Olga Oleksandrivna Dibrova (; born 10 March 1977) is Ukraine's Ambassador to Finland.

Life
Dibrova was born in Kryvyi Rih on 10 March 1977. She had her university education at the Kyiv National Taras Shevchenko University. In 1999 she graduated from its School of Oriental Studies. The following year she graduated from their Department of Journalism when she was already an Attaché of the Ukraine's Ministry of Foreign Affairs. Dibrova has a knowledge of several languages and she is fluent in Turkish and English.

She became the Ambassador Extraordinary and Plenipotentiary of Ukraine to Finland on 19 October 2020. In November 2021 she was also made her country's part-time Ambassador to Iceland.

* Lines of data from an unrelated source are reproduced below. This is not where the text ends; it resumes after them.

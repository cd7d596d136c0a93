use std::any::Any;
use std::fmt;

use crate::archive::Archive;

/// Access to the concrete type behind a trait object.
pub trait AsAny: Any {
    fn as_any(&self) -> &dyn Any;
    fn as_any_mut(&mut self) -> &mut dyn Any;
}

impl<T: Any> AsAny for T {
    fn as_any(&self) -> &dyn Any {
        self
    }

    fn as_any_mut(&mut self) -> &mut dyn Any {
        self
    }
}

/// A node of the object model that can be written to and read from an archive.
///
/// The class name is the wire-stable type tag. It must match the name the
/// type was registered under in [`crate::rtti::ClassRegistry`].
pub trait Object: AsAny + Send + Sync + fmt::Debug {
    fn class_name(&self) -> &'static str;

    /// Read or write all properties, depending on the archive's direction.
    fn serialize(&mut self, ar: &mut dyn Archive);
}

/// Static type information of a concrete [`Object`].
pub trait ClassInfo {
    const CLASS_NAME: &'static str;
    const BASE_CLASSES: &'static [&'static str];
}

/// Views a (possibly unsized) value as a plain [`Object`].
///
/// Implemented for every sized object and for `dyn Object`; trait objects of
/// sub-traits get it by listing `AsObject` as a supertrait.
pub trait AsObject {
    fn as_object(&self) -> &dyn Object;
    fn as_object_mut(&mut self) -> &mut dyn Object;
}

impl<T: Object> AsObject for T {
    fn as_object(&self) -> &dyn Object {
        self
    }

    fn as_object_mut(&mut self) -> &mut dyn Object {
        self
    }
}

impl AsObject for dyn Object {
    fn as_object(&self) -> &dyn Object {
        self
    }

    fn as_object_mut(&mut self) -> &mut dyn Object {
        self
    }
}
use self::dom::{Document, NodeId};

/// XML archive session over an in-memory document.
pub struct XmlArchive {
    state: ArchiveState,
    document: Document,
    /// Element whose properties are being processed.
    current: Option<NodeId>,
    /// Element of the most recently located object.
    object_location: Option<NodeId>,
    slot_name: String,
    slot_value: String,
    config: XmlConfig,
}

enum TagMatch {
    Yes,
    No,
    /// The role matches but the element's class is incompatible.
    WrongClass,
}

On 24 February 2022 Russia invaded Ukraine. Dibrova spoke of the support that her country needed after the invasion, including weapons, medicine, humanitarian aid and finance. In March 2022, she was invited by ex-Prime Minister and current Speaker of the Parliament of Finland Matti Vanhanen to a plenary session of the Finnish parliament, where she received a standing ovation. Vanhanen told her of the parliament's support for Ukraine and condemnation of the invasion. In that month she also joined 4,000 people who marched to Parliament to express their support for Ukraine.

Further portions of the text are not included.